The military said it shot down what appeared to be a drone near the southernmost city of Eilat and intercepted a missile over the Red Sea on Tuesday, neither of which entered Israeli airspace.

Iranian-backed Houthi rebels in Yemen later claimed they fired ballistic missiles and drones at Israel, saying it was their third such operation and threatening more. Earlier this month, a U.S. Navy destroyer in the Red Sea intercepted missiles and drones launched toward Israel by the Houthis, who control much of northern Yemen.

In the occupied West Bank, where Israeli-Palestinian violence has also surged, the army demolished the family home of Saleh al-Arouri, a senior Hamas official exiled over a decade ago. An official in the village of Aroura said the home had been vacant for 15 years.

Israeli forces reportedly have advanced north and east of Gaza City. South of the city, Israeli troops were also trying to cut off the territory’s main highway and the parallel road along the Mediterranean coast, according to Dawood Shehab, a spokesperson for Islamic Jihad, a smaller militant group allied with Hamas.

Zaki Abdel-Hay, a Palestinian living a few minutes’ walk from the road south of Gaza City, said people are afraid to use it. “People are very scared. The Israeli tanks are still close,” he said over the phone, adding that “constant artillery fire” could be heard near the road.

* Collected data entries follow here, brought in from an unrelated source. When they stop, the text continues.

//! Worker funding requests
//!
//! A request attaches to a root post, collects stake-weighted votes until its
//! `vote_end_time`, and is then tallied by the maintenance pass: below the
//! minimum-stake threshold it expires; with a rated payment below the
//! requested minimum the voters close it; otherwise it enters `Payment` and
//! the periodic payout pass drains the worker pool into it until complete.
//!
//! Every transition emits a worker-state event for read-side consumers.

use crate::error::{Error, Result};
use crate::evaluator::OpContext;
use crate::events::ChainEvent;
use crate::schedule::{ChainParams, HARDFORK_WORKER_REQUESTS};
use crate::state::{
    BalanceKind, PostKey, State, WorkerRequest, WorkerRequestState, WorkerRequestVote,
    WORKER_POOL_ACCOUNT,
};
use std::collections::BTreeMap;
use veles_protocol::operations as ops;
use veles_protocol::{AccountName, Asset, Symbol, TimePointSec, PERCENT_100, VLS};

fn require_enabled(params: &ChainParams) -> Result<()> {
    if !params.worker_requests_enabled {
        return Err(Error::NotActivated("worker requests", HARDFORK_WORKER_REQUESTS));
    }
    Ok(())
}

fn pool_account() -> AccountName {
    AccountName::new(WORKER_POOL_ACCOUNT).expect("static name")
}

fn push_state_event(events: &mut Vec<ChainEvent>, post: &PostKey, state: WorkerRequestState) {
    events.push(ChainEvent::WorkerState {
        author: post.0.clone(),
        permlink: post.1.clone(),
        state,
    });
}

/// Submit a new request, or edit one that has not yet been voted on
pub fn apply_worker_request(
    state: &mut State,
    params: &ChainParams,
    ctx: &OpContext,
    op: &ops::WorkerRequest,
) -> Result<()> {
    require_enabled(params)?;

    let post_key = (op.author.clone(), op.permlink.clone());
    let post = state.post(&post_key)?.clone();
    state.account(&op.worker)?;

    if let Some(existing) = state.find_worker_request(&post_key) {
        if existing.state >= WorkerRequestState::Payment {
            return Err(Error::InvalidState("Cannot modify approved request".into()));
        }
        if state.worker_request_has_votes(&post_key) {
            return Err(Error::InvalidState("Cannot edit request with votes".into()));
        }
        let mut request = existing.clone();
        request.worker = op.worker.clone();
        request.required_amount_min = op.required_amount_min;
        request.required_amount_max = op.required_amount_max;
        request.vest_reward = op.vest_reward;
        request.duration = op.duration;
        request.vote_end_time = request.created.plus_secs(op.duration as i64);
        state.put_worker_request(request);
        return Ok(());
    }

    if !post.is_root() {
        return Err(Error::InvalidState(
            "Worker requests can only be attached to root posts".into(),
        ));
    }

    let fee = params.worker_request_creation_fee;
    if !fee.is_zero() {
        state.adjust_balance(
            &op.author,
            BalanceKind::Liquid,
            Asset::new(-fee.amount, fee.symbol),
        )?;
        state.adjust_balance(&pool_account(), BalanceKind::Liquid, fee)?;
    }

    state.put_worker_request(WorkerRequest {
        post: post_key.clone(),
        worker: op.worker.clone(),
        state: WorkerRequestState::Created,
        created: ctx.now,
        required_amount_min: op.required_amount_min,
        required_amount_max: op.required_amount_max,
        vest_reward: op.vest_reward,
        duration: op.duration,
        vote_end_time: ctx.now.plus_secs(op.duration as i64),
        stake_rshares: 0,
        stake_total: 0,
        remaining_payment: Asset::zero(op.required_amount_max.symbol),
    });

    let mut post = post;
    post.has_worker_request = true;
    state.put_post(post);
    Ok(())
}

/// Author-close a request before it starts paying
pub fn apply_worker_request_delete(
    state: &mut State,
    params: &ChainParams,
    ctx: &OpContext,
    op: &ops::WorkerRequestDelete,
    events: &mut Vec<ChainEvent>,
) -> Result<()> {
    require_enabled(params)?;

    let post_key = (op.author.clone(), op.permlink.clone());
    let request = state.worker_request(&post_key)?.clone();

    if request.state.is_terminal() {
        return Err(Error::InvalidState("Request already closed".into()));
    }
    if request.state == WorkerRequestState::Payment {
        return Err(Error::InvalidState("Request paying, cannot delete".into()));
    }

    let mut post = state.post(&post_key)?.clone();
    post.has_worker_request = false;
    state.put_post(post);

    close_worker_request(
        state,
        request,
        WorkerRequestState::ClosedByAuthor,
        ctx.clear_old_worker_votes,
        events,
    );
    Ok(())
}

/// Cast, change, or remove (weight 0) a stake-weighted vote on a request
pub fn apply_worker_request_vote(
    state: &mut State,
    params: &ChainParams,
    op: &ops::WorkerRequestVote,
) -> Result<()> {
    require_enabled(params)?;

    let stake = state
        .account(&op.voter)?
        .balance(VLS, BalanceKind::Vesting)
        .amount;
    if stake < 1 {
        return Err(Error::InsufficientBalance {
            account: op.voter.clone(),
            required: Asset::new(1, VLS),
            available: Asset::new(stake, VLS),
        });
    }

    let post_key = (op.author.clone(), op.permlink.clone());
    let mut request = state.worker_request(&post_key)?.clone();

    if request.state.is_terminal() {
        return Err(Error::InvalidState("Request closed, cannot vote".into()));
    }
    if request.state == WorkerRequestState::Payment {
        return Err(Error::InvalidState("Request already paying".into()));
    }

    let existing = state.find_worker_vote(&post_key, &op.voter).cloned();

    if op.vote_percent == 0 {
        let prior = existing
            .ok_or_else(|| Error::InvalidState("No vote to remove".into()))?;
        request.stake_rshares -= prior.rshares;
        request.stake_total -= prior.stake;
        state.put_worker_request(request);
        state.remove_worker_vote(&post_key, &op.voter);
        return Ok(());
    }

    let rshares = ((stake as i128) * (op.vote_percent as i128) / (PERCENT_100 as i128)) as i64;

    let (old_rshares, old_stake) = match &existing {
        Some(prior) => {
            if prior.vote_percent == op.vote_percent {
                return Err(Error::InvalidState(
                    "Vote with this percent already exists".into(),
                ));
            }
            (prior.rshares, prior.stake)
        }
        None => (0, 0),
    };

    state.put_worker_vote(
        post_key.clone(),
        op.voter.clone(),
        WorkerRequestVote {
            vote_percent: op.vote_percent,
            rshares,
            stake,
        },
    );

    request.stake_rshares += rshares - old_rshares;
    request.stake_total += stake - old_stake;
    state.put_worker_request(request);
    Ok(())
}

/// Close a request into a terminal state.
///
/// A request its author closes before anyone voted is deleted outright;
/// otherwise the terminal record is retained. Vote records are purged when
/// the node is configured to do so.
fn close_worker_request(
    state: &mut State,
    mut request: WorkerRequest,
    closed_state: WorkerRequestState,
    clear_votes: bool,
    events: &mut Vec<ChainEvent>,
) {
    let post_key = request.post.clone();
    let has_votes = state.worker_request_has_votes(&post_key);

    if clear_votes {
        state.purge_worker_votes(&post_key);
    }

    if closed_state == WorkerRequestState::ClosedByAuthor && !has_votes {
        state.remove_worker_request(&post_key);
    } else {
        request.state = closed_state;
        request.vote_end_time = TimePointSec::MAX;
        state.put_worker_request(request);
    }

    push_state_event(events, &post_key, closed_state);
}

/// Maintenance: tally every request whose voting period ended
pub fn process_worker_votes(
    state: &mut State,
    params: &ChainParams,
    now: TimePointSec,
    clear_votes: bool,
    events: &mut Vec<ChainEvent>,
) -> Result<()> {
    if !params.worker_requests_enabled {
        return Ok(());
    }

    for post_key in state.worker_requests_due(now) {
        let mut request = state.worker_request(&post_key)?.clone();
        if request.state != WorkerRequestState::Created {
            continue;
        }

        let min_stake = ((state.globals.total_vesting as i128)
            * (params.worker_request_approve_min_percent as i128)
            / (PERCENT_100 as i128)) as i64;

        if request.stake_total <= 0 || request.stake_total < min_stake {
            tracing::debug!(
                post = %format!("{}/{}", post_key.0, post_key.1),
                stake = request.stake_total,
                min_stake,
                "Worker request expired below stake threshold"
            );
            close_worker_request(
                state,
                request,
                WorkerRequestState::ClosedByExpiration,
                clear_votes,
                events,
            );
            continue;
        }

        let calculated = ((request.required_amount_max.amount as i128)
            * (request.stake_rshares as i128)
            / (request.stake_total as i128)) as i64;
        let symbol = request.required_amount_max.symbol;

        if calculated < request.required_amount_min.amount {
            request.remaining_payment = Asset::new(calculated.max(0), symbol);
            close_worker_request(
                state,
                request,
                WorkerRequestState::ClosedByVoters,
                clear_votes,
                events,
            );
            continue;
        }

        request.state = WorkerRequestState::Payment;
        request.remaining_payment = Asset::new(calculated, symbol);
        request.vote_end_time = TimePointSec::MAX;
        state.put_worker_request(request);
        *state
            .globals
            .open_worker_requests
            .entry(symbol)
            .or_insert(0) += 1;
        state.touch_globals();

        push_state_event(events, &post_key, WorkerRequestState::Payment);
    }
    Ok(())
}

/// Maintenance: pay open requests from the pool every cashout interval.
///
/// The pool's balance per symbol is split evenly across that symbol's open
/// requests each cycle; a request whose share rounds to zero is deferred to
/// the next cycle, never closed.
pub fn process_worker_cashout(
    state: &mut State,
    params: &ChainParams,
    block_num: u64,
    clear_votes: bool,
    events: &mut Vec<ChainEvent>,
) -> Result<()> {
    if !params.worker_requests_enabled
        || params.worker_cashout_interval == 0
        || block_num % params.worker_cashout_interval != 0
    {
        return Ok(());
    }

    let paying = state.worker_requests_paying();
    if paying.is_empty() {
        return Ok(());
    }

    let pool = pool_account();
    let mut max_payment: BTreeMap<Symbol, i64> = BTreeMap::new();
    for (symbol, &count) in &state.globals.open_worker_requests {
        if count == 0 {
            continue;
        }
        let balance = state.account(&pool)?.balance(*symbol, BalanceKind::Liquid);
        max_payment.insert(*symbol, balance.amount / count as i64);
    }

    for post_key in paying {
        let mut request = state.worker_request(&post_key)?.clone();
        let symbol = request.remaining_payment.symbol;
        let share = max_payment.get(&symbol).copied().unwrap_or(0);
        let payment = request.remaining_payment.amount.min(share);
        if payment <= 0 {
            continue;
        }

        let payment = Asset::new(payment, symbol);
        state.adjust_balance(&pool, BalanceKind::Liquid, Asset::new(-payment.amount, symbol))?;
        let kind = if request.vest_reward {
            BalanceKind::Vesting
        } else {
            BalanceKind::Liquid
        };
        state.adjust_balance(&request.worker, kind, payment)?;

        events.push(ChainEvent::WorkerReward {
            worker: request.worker.clone(),
            author: post_key.0.clone(),
            permlink: post_key.1.clone(),
            reward: payment,
            vest_reward: request.vest_reward,
        });

        request.remaining_payment = request.remaining_payment.checked_sub(&payment)?;
        if request.remaining_payment.is_zero() {
            request.state = WorkerRequestState::PaymentComplete;
            if clear_votes {
                state.purge_worker_votes(&post_key);
            }
            let count = state
                .globals
                .open_worker_requests
                .get_mut(&symbol)
                .ok_or_else(|| {
                    Error::InvariantViolation(format!(
                        "Open worker request counter missing for {symbol}"
                    ))
                })?;
            *count -= 1;
            state.touch_globals();
            state.put_worker_request(request);
            push_state_event(events, &post_key, WorkerRequestState::PaymentComplete);
        } else {
            state.put_worker_request(request);
        }
    }
    Ok(())
}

The Israeli military said it struck some 300 militant targets over the past day, including compounds inside tunnels, and that troops had engaged in several battles with militants armed with antitank missiles and machine guns.

Gaza’s humanitarian crisis continued to worsen.

The World Health Organisation said two hospitals were damaged and an ambulance destroyed in Gaza over the last two days. It said all 13 hospitals operating in the north have received Israeli evacuation orders in recent days. Medics have refused such orders, saying it would be a death sentence for patients on life support.

Gaza City’s Shifa Hospital, the largest in the territory, is on the verge of running out of fuel, the Health Ministry said.

There has been no central electricity in Gaza for weeks, and Israel has barred the entry of fuel needed to power generators for hospitals and homes, saying it wants to prevent it from falling into Hamas’ hands.

It has allowed a limited amount of food, water, medicine and other supplies to enter from Egypt, though far less than what is needed, relief groups say. A convoy of 59 aid trucks entered through the Rafah Crossing with Egypt on Tuesday — the largest yet — bringing the total that have entered since Oct. 22 to 216, according to Wael Abu Omar, Hamas’ spokesperson for the crossing.

The U.N. agency for Palestinian refugees, known as UNRWA, says 64 of its staff have been killed since the start of the war.